- From: Daniel Potter <dpotter@mitre.org>
- Date: Mon, 03 Jan 2000 16:51:14 -0500
- To: xml-dev@ic.ac.uk, www-xml-schema-comments@w3c.org
I have some questions about using the enumeration facet along with other facets which I hope someone can explain. The enumeration facet is defined as "constrain[ing] the value space of the datatype to the specified list" which I take to mean intuitively that the "instances" of data which are to be checked against the datatype with the enumeration must be in the list.
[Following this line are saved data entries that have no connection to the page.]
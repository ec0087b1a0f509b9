//! rustcitedby - Google Scholar citation counts for paper metadata CSVs
//!
//! ## Usage
//!
//! ```bash
//! rustcitedby enrich papers.csv -o updated_citations.csv
//! rustcitedby enrich papers.csv -o updated_citations.csv --resume
//! rustcitedby lookup "Attention Is All You Need"
//! ```

use anyhow::{Context, Result};
use clap::{Args, Parser, Subcommand};
use rustcitedby::config::{DelayRange, RunConfig, DEFAULT_CHECKPOINT_EVERY, DEFAULT_OUTPUT};
use rustcitedby::cookies::CookieStore;
use rustcitedby::gscholar::{ScholarClient, ScholarConfig};
use rustcitedby::title::is_valid_title;
use rustcitedby::{pipeline, LookupClient};
use std::fs::OpenOptions;
use std::io::Read;
use std::path::{Path, PathBuf};
use std::sync::Mutex;
use std::time::Duration;
use tokio_util::sync::CancellationToken;
use tracing::{info, warn, Level};
use tracing_subscriber::layer::SubscriberExt;
use tracing_subscriber::util::SubscriberInitExt;
use tracing_subscriber::{fmt, EnvFilter};

// ============================================================================
// CLI Definition
// ============================================================================

/// Google Scholar citation enrichment for paper metadata CSVs
#[derive(Parser)]
#[command(name = "rustcitedby")]
#[command(version, about, long_about = None)]
struct Cli {
    /// Enable debug logging
    #[arg(short, long, global = true)]
    debug: bool,

    /// Emit logs as JSON lines
    #[arg(long, global = true)]
    json_logs: bool,

    /// Also append logs to this file
    #[arg(long, global = true)]
    log_file: Option<PathBuf>,

    #[command(subcommand)]
    command: Commands,
}

#[derive(Subcommand)]
enum Commands {
    /// Add citation counts to every row of a CSV
    Enrich {
        /// Input CSV with `title` and `submitter` columns
        input: PathBuf,

        /// Output CSV (also used for checkpoints)
        #[arg(short, long, default_value = DEFAULT_OUTPUT)]
        output: PathBuf,

        /// Minimum pause between requests, in seconds
        #[arg(long, default_value_t = 2.0)]
        min_delay: f64,

        /// Maximum pause between requests, in seconds
        #[arg(long, default_value_t = 5.0)]
        max_delay: f64,

        /// Save the output every N processed rows (0 disables)
        #[arg(long, default_value_t = DEFAULT_CHECKPOINT_EVERY)]
        checkpoint_every: usize,

        /// Continue from the output file if it exists
        #[arg(long)]
        resume: bool,

        /// Look up rows again even if a previous pass completed them
        #[arg(long)]
        no_skip_completed: bool,

        #[command(flatten)]
        scholar: ScholarArgs,
    },

    /// Look up a single title
    Lookup {
        title: String,

        /// Send the query even if the title fails validation
        #[arg(long)]
        force: bool,

        #[command(flatten)]
        scholar: ScholarArgs,
    },

    /// Manage stored cookies
    Cookies {
        /// Cookie file (default: ~/.rustcitedby_cookies.json)
        #[arg(long, global = true)]
        cookie_file: Option<PathBuf>,

        #[command(subcommand)]
        action: CookieAction,
    },
}

#[derive(Subcommand)]
enum CookieAction {
    /// Show cookie file path
    Path,
    /// Clear stored cookies
    Clear,
    /// Read a JSON cookie array (browser export) from stdin and store it
    Import,
}

#[derive(Args)]
struct ScholarArgs {
    /// Proxy URL (e.g., http://127.0.0.1:7890); repeat to rotate
    #[arg(long = "proxy")]
    proxies: Vec<String>,

    /// File with one proxy URL per line
    #[arg(long)]
    proxy_file: Option<PathBuf>,

    /// Send the same User-Agent on every request
    #[arg(long)]
    no_rotate_user_agent: bool,

    /// Mirror site URL
    #[arg(long)]
    mirror: Option<String>,

    /// Cookie file (default: ~/.rustcitedby_cookies.json)
    #[arg(long)]
    cookie_file: Option<PathBuf>,

    /// Request timeout in seconds
    #[arg(long, default_value_t = 30)]
    timeout: u64,
}

impl From<ScholarArgs> for ScholarConfig {
    fn from(args: ScholarArgs) -> Self {
        Self {
            base_url: args.mirror,
            proxies: args.proxies,
            proxy_file: args.proxy_file,
            rotate_user_agent: !args.no_rotate_user_agent,
            cookie_file: args.cookie_file,
            timeout: Duration::from_secs(args.timeout),
        }
    }
}

// ============================================================================
// Main Entry Point
// ============================================================================

#[tokio::main]
async fn main() -> Result<()> {
    let cli = Cli::parse();

    init_logging(cli.debug, cli.json_logs, cli.log_file.as_deref())?;

    match cli.command {
        Commands::Enrich {
            input,
            output,
            min_delay,
            max_delay,
            checkpoint_every,
            resume,
            no_skip_completed,
            scholar,
        } => {
            let config = RunConfig {
                delay_range: DelayRange::from_secs_f64(min_delay, max_delay)
                    .context("Invalid --min-delay/--max-delay")?,
                checkpoint_every,
                skip_completed: !no_skip_completed,
                resume,
                scholar: scholar.into(),
                ..RunConfig::new(input, output)
            };
            run_enrich(config).await
        }
        Commands::Lookup {
            title,
            force,
            scholar,
        } => run_lookup(&title, force, scholar.into()).await,
        Commands::Cookies { cookie_file, action } => handle_cookies(cookie_file, action),
    }
}

/// Console logging (plain or JSON), optionally mirrored to a file.
fn init_logging(debug: bool, json: bool, log_file: Option<&Path>) -> Result<()> {
    let log_level = if debug { Level::DEBUG } else { Level::INFO };
    let filter = EnvFilter::try_from_default_env()
        .unwrap_or_else(|_| EnvFilter::new(log_level.to_string()));

    let (plain_layer, json_layer) = if json {
        (None, Some(fmt::layer().json()))
    } else {
        (Some(fmt::layer().with_target(true).with_thread_ids(false)), None)
    };

    let file_layer = match log_file {
        Some(path) => {
            let file = OpenOptions::new()
                .create(true)
                .append(true)
                .open(path)
                .with_context(|| format!("Failed to open log file {}", path.display()))?;
            Some(fmt::layer().with_ansi(false).with_writer(Mutex::new(file)))
        }
        None => None,
    };

    tracing_subscriber::registry()
        .with(filter)
        .with(plain_layer)
        .with(json_layer)
        .with(file_layer)
        .init();

    Ok(())
}

// ============================================================================
// Enrichment
// ============================================================================

async fn run_enrich(config: RunConfig) -> Result<()> {
    info!(
        input = %config.input_path.display(),
        output = %config.output_path.display(),
        proxy_enabled = config.proxy_enabled(),
        resume = config.resume,
        "Starting the Google Scholar citation scraper"
    );

    let client = ScholarClient::new(&config.scholar).context("Failed to set up Scholar client")?;

    let cancel = CancellationToken::new();
    spawn_interrupt_handler(cancel.clone());

    let summary = pipeline::enrich_file(client, &config, &cancel)
        .await
        .with_context(|| format!("Enrichment of {} failed", config.source_path().display()))?;

    println!("\n{}", summary);
    if summary.interrupted {
        println!(
            "Interrupted. Partial results saved to {}; rerun with --resume to continue.",
            config.output_path.display()
        );
    } else {
        println!("Updated data saved to {}", config.output_path.display());
    }
    Ok(())
}

/// First Ctrl-C stops new lookups and lets the run save; a second one exits
/// immediately.
fn spawn_interrupt_handler(cancel: CancellationToken) {
    tokio::spawn(async move {
        if tokio::signal::ctrl_c().await.is_err() {
            return;
        }
        warn!(
            "Interrupt received. Finishing the current lookup and saving progress (Ctrl-C again to abort)"
        );
        cancel.cancel();

        if tokio::signal::ctrl_c().await.is_ok() {
            warn!("Second interrupt, aborting without saving");
            std::process::exit(130);
        }
    });
}

// ============================================================================
// Single Lookup
// ============================================================================

async fn run_lookup(title: &str, force: bool, scholar: ScholarConfig) -> Result<()> {
    if !is_valid_title(Some(title)) {
        if !force {
            anyhow::bail!(
                "Title contains characters outside [A-Za-z0-9 -:]; use --force to query anyway"
            );
        }
        warn!(title, "Querying invalid title");
    }

    let client = ScholarClient::new(&scholar).context("Failed to set up Scholar client")?;
    let outcome = client.lookup(title).await;
    println!("{}: {}", title, outcome);
    Ok(())
}

// ============================================================================
// Cookie Management
// ============================================================================

fn handle_cookies(cookie_file: Option<PathBuf>, action: CookieAction) -> Result<()> {
    let store = match cookie_file {
        Some(path) => CookieStore::with_path(path),
        None => CookieStore::open_default(),
    };

    match action {
        CookieAction::Path => {
            println!("Cookie file: {}", store.path().display());
        }
        CookieAction::Clear => {
            store.clear()?;
            println!("Cookies cleared.");
        }
        CookieAction::Import => {
            println!(
                "Paste a JSON cookie array exported from scholar.google.com, then EOF (Ctrl-D):"
            );
            println!(
                "Format: [{{\"name\":\"NID\",\"value\":\"xxx\",\"domain\":\".google.com\"}},...]"
            );

            let mut input = String::new();
            std::io::stdin()
                .read_to_string(&mut input)
                .context("Failed to read cookies from stdin")?;

            let count = store.import_json(&input).context("Failed to import cookies")?;
            println!("Saved {} cookies to {}", count, store.path().display());
        }
    }

    Ok(())
}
An enumeration could be as follows: <datatype name="example" source="string"> <enumeration value="first value"> <enumeration value="another"> <enumeration value="third"> </datatype> This would mean that any elements corresponding to the example datatype must be either "first value", "another" or "third". So <example>third</example> is OK, but <example>ABC</example> is wrong. (Assuming example is of type example, of course :) HOWEVER, suppose that instead: <datatype name="example" source="string"> <enumeration value="first value"> <enumeration value="another"> <enumeration value="third"> <maxlength value="7"> </datatype> This would be OK, except that "first value" has a length of eleven, meaning that it does not fit in the datatype where the maximum length is seven. However, it is specified to belong by enumeration. Which takes precendence? The first to appear? The last? Can enumeration be used to add values which would otherwise be illegal? And what happens when enumeration is used with other facets? Apparently this is legal. And if a user-defined datatype specifies facets over a datatype with enumerated values, what happens if the new facets render some of the enumerated values invalid? (Or what if it enumerates values which are illegal by the underlying datatype it's generated over?) Finally, a quick question about the float/double datatype. Should the default exponent *really* be one? Shouldn't it be zero? According to the spec, if Exx is not specified, it defaults to one. Isn't 1E1 = 10? So wouldn't that multiply all values by ten compared to what the author most likely intended? (If I wrote <float>3.14159</float>, wouldn't it be read as 31.4159?) Just curious if this is a typo, or if I'm misunderstanding something, or if it is intended the way I understand it. Thanks for any help on these questions.